## Exercise details
Each line of the data that mentions the string "Mutex" needs to be identified and copied.

Dataset records Block Start

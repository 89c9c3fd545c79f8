//! 하네스 설정 — switchyard.toml 파싱 및 환경변수 오버라이드
//!
//! [`HarnessSettings`]는 테스트 하네스 전역 설정을 담는 최상위 구조체입니다.
//! 테스트 클래스별 설정은 선언적 마커에서 오며, 여기에는 실행 환경
//! 단위의 설정(로깅, 컨텍스트 시작 생략 플래그 등)만 둡니다.
//!
//! # 설정 로딩 우선순위
//! 1. 환경변수 (`SWITCHYARD_GENERAL_LOG_LEVEL=debug` 형식)
//! 2. 설정 파일 (`switchyard.toml`)
//! 3. 기본값 (`Default` 구현)
//!
//! # 사용 예시
//! ```no_run
//! # async fn example() -> Result<(), switchyard_core::error::SettingsError> {
//! use switchyard_core::config::HarnessSettings;
//!
//! // 파일에서 로드 + 환경변수 오버라이드
//! let settings = HarnessSettings::load("switchyard.toml").await?;
//!
//! // TOML 문자열에서 직접 파싱
//! let settings = HarnessSettings::parse("[general]\nlog_level = \"debug\"")?;
//! # Ok(())
//! # }
//! ```

use std::path::Path;
use std::time::Duration;

use serde::{Deserialize, Serialize};
use tracing::warn;

use crate::error::SettingsError;

/// 컨텍스트 자동 시작을 생략하는 프로세스 전역 플래그
pub const SKIP_CONTEXT_START_ENV: &str = "SWITCHYARD_SKIP_CONTEXT_START";

/// Switchyard 하네스 설정
#[derive(Debug, Clone, Default, Serialize, Deserialize)]
pub struct HarnessSettings {
    /// 일반 설정
    #[serde(default)]
    pub general: GeneralSettings,
    /// 생명주기 설정
    #[serde(default)]
    pub lifecycle: LifecycleSettings,
}

impl HarnessSettings {
    /// TOML 파일에서 설정을 로드하고 환경변수 오버라이드를 적용합니다.
    pub async fn load(path: impl AsRef<Path>) -> Result<Self, SettingsError> {
        let mut settings = Self::from_file(path).await?;
        settings.apply_env_overrides();
        settings.validate()?;
        Ok(settings)
    }

    /// TOML 파일에서 설정을 로드합니다 (환경변수 오버라이드 없음).
    pub async fn from_file(path: impl AsRef<Path>) -> Result<Self, SettingsError> {
        let path = path.as_ref();
        let content = tokio::fs::read_to_string(path).await.map_err(|e| {
            if e.kind() == std::io::ErrorKind::NotFound {
                SettingsError::FileNotFound {
                    path: path.display().to_string(),
                }
            } else {
                SettingsError::Io(e)
            }
        })?;
        let settings = Self::parse(&content)?;
        settings.validate()?;
        Ok(settings)
    }

    /// 기본값에 환경변수 오버라이드만 적용한 설정을 반환합니다.
    ///
    /// 설정 파일 없이 실행되는 테스트의 기본 경로입니다.
    pub fn from_env() -> Self {
        let mut settings = Self::default();
        settings.apply_env_overrides();
        settings
    }

    /// TOML 문자열에서 설정을 파싱합니다.
    pub fn parse(toml_str: &str) -> Result<Self, SettingsError> {
        toml::from_str(toml_str).map_err(|e| SettingsError::ParseFailed {
            reason: e.to_string(),
        })
    }

    /// 환경변수로 설정값을 오버라이드합니다.
    ///
    /// 환경변수 네이밍 규칙: `SWITCHYARD_{SECTION}_{FIELD}`
    /// 단, 컨텍스트 시작 생략 플래그는 [`SKIP_CONTEXT_START_ENV`]를 사용합니다.
    pub fn apply_env_overrides(&mut self) {
        // General
        override_string(&mut self.general.log_level, "SWITCHYARD_GENERAL_LOG_LEVEL");
        override_string(&mut self.general.log_format, "SWITCHYARD_GENERAL_LOG_FORMAT");

        // Lifecycle
        override_bool(
            &mut self.lifecycle.skip_context_start,
            SKIP_CONTEXT_START_ENV,
        );
        override_u64(
            &mut self.lifecycle.assert_wait_ms,
            "SWITCHYARD_LIFECYCLE_ASSERT_WAIT_MS",
        );
    }

    /// 설정값의 유효성을 검증합니다.
    pub fn validate(&self) -> Result<(), SettingsError> {
        let valid_levels = ["trace", "debug", "info", "warn", "error"];
        if !valid_levels.contains(&self.general.log_level.as_str()) {
            return Err(SettingsError::InvalidValue {
                field: "general.log_level".to_owned(),
                reason: format!("must be one of: {}", valid_levels.join(", ")),
            });
        }

        let valid_formats = ["json", "pretty"];
        if !valid_formats.contains(&self.general.log_format.as_str()) {
            return Err(SettingsError::InvalidValue {
                field: "general.log_format".to_owned(),
                reason: format!("must be one of: {}", valid_formats.join(", ")),
            });
        }

        if self.lifecycle.assert_wait_ms == 0 || self.lifecycle.assert_wait_ms > MAX_ASSERT_WAIT_MS {
            return Err(SettingsError::InvalidValue {
                field: "lifecycle.assert_wait_ms".to_owned(),
                reason: format!("must be 1-{MAX_ASSERT_WAIT_MS}"),
            });
        }

        Ok(())
    }
}

/// 테스트 더블 검증 대기 시간 상한
const MAX_ASSERT_WAIT_MS: u64 = 600_000;

/// 일반 설정
#[derive(Debug, Clone, Serialize, Deserialize)]
#[serde(default)]
pub struct GeneralSettings {
    /// 로그 레벨 (trace, debug, info, warn, error)
    pub log_level: String,
    /// 로그 형식 (json, pretty)
    pub log_format: String,
}

impl Default for GeneralSettings {
    fn default() -> Self {
        Self {
            log_level: "info".to_owned(),
            log_format: "pretty".to_owned(),
        }
    }
}

/// 생명주기 설정
#[derive(Debug, Clone, Serialize, Deserialize)]
#[serde(default)]
pub struct LifecycleSettings {
    /// 셋업 마지막 단계에서 컨텍스트 시작을 생략할지 여부
    pub skip_context_start: bool,
    /// 테스트 더블 기대값 검증 시 기본 대기 시간 (밀리초)
    pub assert_wait_ms: u64,
}

impl LifecycleSettings {
    /// 검증 대기 시간을 `Duration`으로 반환합니다.
    pub fn assert_wait(&self) -> Duration {
        Duration::from_millis(self.assert_wait_ms)
    }
}

impl Default for LifecycleSettings {
    fn default() -> Self {
        Self {
            skip_context_start: false,
            assert_wait_ms: 10_000,
        }
    }
}

fn override_string(target: &mut String, env_key: &str) {
    if let Ok(val) = std::env::var(env_key) {
        *target = val;
    }
}

fn override_bool(target: &mut bool, env_key: &str) {
    if let Ok(val) = std::env::var(env_key) {
        // 대소문자 무시 ("TRUE", "False" 허용)
        match val.to_ascii_lowercase().parse::<bool>() {
            Ok(parsed) => *target = parsed,
            Err(_) => warn!(
                env_key,
                value = val.as_str(),
                "failed to parse bool from env var, ignoring"
            ),
        }
    }
}

fn override_u64(target: &mut u64, env_key: &str) {
    if let Ok(val) = std::env::var(env_key) {
        match val.parse::<u64>() {
            Ok(parsed) => *target = parsed,
            Err(_) => warn!(
                env_key,
                value = val.as_str(),
                "failed to parse u64 from env var, ignoring"
            ),
        }
    }
}
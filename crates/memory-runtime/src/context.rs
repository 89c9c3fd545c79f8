//! 인메모리 런타임 컨텍스트
//!
//! [`MemoryContext`]는 [`RuntimeContext`] 계약을 구현합니다.
//!
//! # 생명주기
//! ```text
//! 생성(Stopped) → start() → Started → stop() → Stopped → start() ...
//! ```
//!
//! - `start()`: 속성 파일 위치 로드, 라우트 소스 해석, seda 소비자 태스크 시작
//! - `stop()`: 소비자 태스크에 정지 신호, 정지 타임아웃까지 대기 후 남은 태스크 중단,
//!   디버거 브레이크포인트 제거

use std::sync::{Arc, Mutex};
use std::time::Duration;

use tokio::sync::watch;
use tokio::task::JoinHandle;
use tracing::{debug, info, warn};

use switchyard_core::debug::Debugger;
use switchyard_core::endpoint::InterceptStrategy;
use switchyard_core::error::RuntimeError;
use switchyard_core::mock::MockEndpoint;
use switchyard_core::properties::PropertyProvider;
use switchyard_core::registry::Registry;
use switchyard_core::route::RouteBuilder;
use switchyard_core::runtime::{ConsumerGateway, ContextSpec, ProducerGateway, RuntimeContext};
use switchyard_core::service::{BoxFuture, Service, ServiceStatus};

use crate::engine::{ActiveRoute, Engine};
use crate::gateway::{MemoryConsumer, MemoryProducer};
use crate::properties::MemoryPropertyProvider;
use crate::stats::RuntimeStats;

/// 기본 정지 타임아웃
pub const DEFAULT_SHUTDOWN_TIMEOUT: Duration = Duration::from_secs(10);

#[derive(Default)]
struct ConsumerTasks {
    shutdown: Option<watch::Sender<bool>>,
    handles: Vec<JoinHandle<()>>,
}

/// 인메모리 런타임 컨텍스트
pub struct MemoryContext {
    name: String,
    registry: Registry,
    management_enabled: bool,
    engine: Arc<Engine>,
    properties: Arc<MemoryPropertyProvider>,
    stats: Arc<RuntimeStats>,
    status: Mutex<ServiceStatus>,
    shutdown_timeout: Mutex<Duration>,
    consumers: Mutex<ConsumerTasks>,
}

impl MemoryContext {
    pub(crate) fn new(
        spec: ContextSpec,
        properties: Arc<MemoryPropertyProvider>,
        stats: Arc<RuntimeStats>,
    ) -> Self {
        let engine = Arc::new(Engine::new(
            spec.name.clone(),
            Arc::clone(&properties),
            Arc::clone(&stats),
        ));
        Self {
            name: spec.name,
            registry: spec.registry,
            management_enabled: spec.management_enabled,
            engine,
            properties,
            stats,
            status: Mutex::new(ServiceStatus::Stopped),
            shutdown_timeout: Mutex::new(DEFAULT_SHUTDOWN_TIMEOUT),
            consumers: Mutex::new(ConsumerTasks::default()),
        }
    }

    fn set_status(&self, status: ServiceStatus) {
        *self.status.lock().unwrap_or_else(|e| e.into_inner()) = status;
    }

    /// seda 소비 라우트마다 소비자 태스크를 띄웁니다.
    fn spawn_consumers(&self, routes: Vec<ActiveRoute>) {
        let mut consumers = self.consumers.lock().unwrap_or_else(|e| e.into_inner());
        let shutdown = consumers
            .shutdown
            .get_or_insert_with(|| watch::channel(false).0)
            .subscribe();
        for route in routes {
            if let Some(handle) = self.engine.spawn_consumer(route, shutdown.clone()) {
                consumers.handles.push(handle);
            }
        }
    }

    fn do_start(&self) -> Result<(), RuntimeError> {
        self.properties.load_locations()?;
        let seda_routes = self.engine.prepare_routes(None)?;
        self.engine.set_started(true);
        self.spawn_consumers(seda_routes);
        Ok(())
    }

    async fn drain_consumers(&self) {
        let tasks = {
            let mut consumers = self.consumers.lock().unwrap_or_else(|e| e.into_inner());
            std::mem::take(&mut *consumers)
        };
        if let Some(shutdown) = &tasks.shutdown {
            // 수신자가 모두 끝났으면 실패하지만 기다릴 태스크도 없습니다.
            let _ = shutdown.send(true);
        }
        if tasks.handles.is_empty() {
            return;
        }

        let timeout = self.shutdown_timeout();
        let aborts: Vec<_> = tasks.handles.iter().map(JoinHandle::abort_handle).collect();
        let joined = tokio::time::timeout(timeout, async move {
            for handle in tasks.handles {
                if let Err(e) = handle.await {
                    warn!(error = %e, "seda consumer task ended abnormally");
                }
            }
        })
        .await;

        if joined.is_err() {
            warn!(
                context = %self.name,
                timeout_ms = timeout.as_millis() as u64,
                "shutdown timeout elapsed, aborting in-flight consumers"
            );
            for abort in aborts {
                abort.abort();
            }
        }
    }
}

impl Service for MemoryContext {
    fn service_name(&self) -> &str {
        &self.name
    }

    fn status(&self) -> ServiceStatus {
        *self.status.lock().unwrap_or_else(|e| e.into_inner())
    }

    fn start(&self) -> BoxFuture<'_, Result<(), RuntimeError>> {
        Box::pin(async move {
            if self.status().is_started() {
                debug!(context = %self.name, "context already started");
                return Ok(());
            }

            self.set_status(ServiceStatus::Starting);
            match self.do_start() {
                Ok(()) => {
                    self.set_status(ServiceStatus::Started);
                    self.stats.record_started();
                    info!(
                        context = %self.name,
                        routes = self.engine.route_ids().len(),
                        management = self.management_enabled,
                        "context started"
                    );
                    Ok(())
                }
                Err(e) => {
                    self.engine.set_started(false);
                    self.set_status(ServiceStatus::Failed);
                    Err(e)
                }
            }
        })
    }

    fn stop(&self) -> BoxFuture<'_, Result<(), RuntimeError>> {
        Box::pin(async move {
            if self.status().is_stopped() {
                return Ok(());
            }

            self.set_status(ServiceStatus::Stopping);
            self.engine.set_started(false);
            self.drain_consumers().await;
            if let Some(debugger) = self.engine.debugger() {
                debugger.clear();
            }
            self.set_status(ServiceStatus::Stopped);
            self.stats.record_stopped();
            info!(context = %self.name, "context stopped");
            Ok(())
        })
    }
}

impl RuntimeContext for MemoryContext {
    fn name(&self) -> &str {
        &self.name
    }

    fn set_shutdown_timeout(&self, timeout: Duration) {
        *self
            .shutdown_timeout
            .lock()
            .unwrap_or_else(|e| e.into_inner()) = timeout;
    }

    fn shutdown_timeout(&self) -> Duration {
        *self
            .shutdown_timeout
            .lock()
            .unwrap_or_else(|e| e.into_inner())
    }

    fn management_enabled(&self) -> bool {
        self.management_enabled
    }

    fn registry(&self) -> Registry {
        self.registry.clone()
    }

    fn install_debugger(&self) -> Result<(), RuntimeError> {
        if self.status().is_started() {
            return Err(RuntimeError::InvalidState {
                service: self.name.clone(),
                reason: "debugger must be installed before the context starts".to_owned(),
            });
        }
        self.engine.install_debugger();
        debug!(context = %self.name, "debugger installed");
        Ok(())
    }

    fn debugger(&self) -> Option<Arc<Debugger>> {
        self.engine.debugger()
    }

    fn add_endpoint_strategy(&self, strategy: InterceptStrategy) {
        self.engine.add_strategy(strategy);
    }

    fn property_provider(&self) -> Arc<dyn PropertyProvider> {
        self.properties.clone()
    }

    fn add_routes(&self, builder: RouteBuilder) -> Result<(), RuntimeError> {
        let added = self.engine.register_routes(builder)?;
        if self.status().is_started() {
            let seda_routes = self.engine.prepare_routes(Some(&added))?;
            self.spawn_consumers(seda_routes);
        }
        Ok(())
    }

    fn route_ids(&self) -> Vec<String> {
        self.engine.route_ids()
    }

    fn replace_from(&self, route_id: &str, uri: &str) -> Result<(), RuntimeError> {
        self.engine.replace_from(route_id, uri)
    }

    fn create_producer(&self) -> Arc<dyn ProducerGateway> {
        Arc::new(MemoryProducer::new(&self.name, Arc::clone(&self.engine)))
    }

    fn create_consumer(&self) -> Arc<dyn ConsumerGateway> {
        Arc::new(MemoryConsumer::new(&self.name, Arc::clone(&self.engine)))
    }

    fn mock_endpoint(&self, uri: &str) -> Result<Arc<MockEndpoint>, RuntimeError> {
        self.engine.mock_endpoint(uri)
    }

    fn has_endpoint(&self, uri: &str) -> bool {
        self.engine.has_endpoint(uri)
    }

    fn reset_mocks(&self) {
        self.engine.reset_mocks();
    }
}

impl std::fmt::Debug for MemoryContext {
    fn fmt(&self, f: &mut std::fmt::Formatter<'_>) -> std::fmt::Result {
        f.debug_struct("MemoryContext")
            .field("name", &self.name)
            .field("status", &self.status())
            .field("routes", &self.engine.route_ids())
            .finish()
    }
}
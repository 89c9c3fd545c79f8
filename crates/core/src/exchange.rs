//! 메시지 교환 단위 — 라우트를 흐르는 메시지
//!
//! [`Exchange`]는 런타임 컨텍스트 안에서 엔드포인트 사이를 이동하는
//! 단일 메시지입니다. 본문은 JSON 값으로, 헤더는 이름순으로 정렬된
//! 맵으로 보관되어 테스트 더블이 기록한 내용을 비교하기 쉽습니다.

use std::collections::BTreeMap;
use std::fmt;

use serde::{Deserialize, Serialize};
use serde_json::Value;

/// 파일 이름 헤더 키
pub const HEADER_FILE_NAME: &str = "SwitchyardFileName";

/// 라우트를 흐르는 메시지
#[derive(Debug, Clone, PartialEq, Serialize, Deserialize)]
pub struct Exchange {
    /// 교환 고유 ID (UUID v4)
    pub id: String,
    /// 메시지 본문
    pub body: Value,
    /// 메시지 헤더
    pub headers: BTreeMap<String, Value>,
}

impl Exchange {
    /// 주어진 본문으로 새 교환을 생성합니다.
    pub fn new(body: impl Into<Value>) -> Self {
        Self {
            id: uuid::Uuid::new_v4().to_string(),
            body: body.into(),
            headers: BTreeMap::new(),
        }
    }

    /// 헤더를 추가한 교환을 반환합니다.
    pub fn with_header(mut self, name: impl Into<String>, value: impl Into<Value>) -> Self {
        self.headers.insert(name.into(), value.into());
        self
    }

    /// 헤더 값을 조회합니다.
    pub fn header(&self, name: &str) -> Option<&Value> {
        self.headers.get(name)
    }

    /// 헤더를 설정합니다.
    pub fn set_header(&mut self, name: impl Into<String>, value: impl Into<Value>) {
        self.headers.insert(name.into(), value.into());
    }

    /// 본문이 문자열이면 해당 문자열을 반환합니다.
    pub fn body_str(&self) -> Option<&str> {
        self.body.as_str()
    }

    /// 같은 본문과 헤더를 가진 새 ID의 복사본을 생성합니다.
    ///
    /// 가로채기 전략이 원본 메시지를 테스트 더블로 복제할 때 사용합니다.
    pub fn copy_with_new_id(&self) -> Self {
        Self {
            id: uuid::Uuid::new_v4().to_string(),
            body: self.body.clone(),
            headers: self.headers.clone(),
        }
    }
}

impl fmt::Display for Exchange {
    fn fmt(&self, f: &mut fmt::Formatter<'_>) -> fmt::Result {
        write!(f, "Exchange[{}] body={}", self.id, self.body)
    }
}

Dataset records Block End

## Response area
use std::sync::{Arc, Mutex};
    status: Mutex<ServiceStatus>,
    shutdown_timeout: Mutex<Duration>,
    consumers: Mutex<ConsumerTasks>,
            status: Mutex::new(ServiceStatus::Stopped),
            shutdown_timeout: Mutex::new(DEFAULT_SHUTDOWN_TIMEOUT),
            consumers: Mutex::new(ConsumerTasks::default()),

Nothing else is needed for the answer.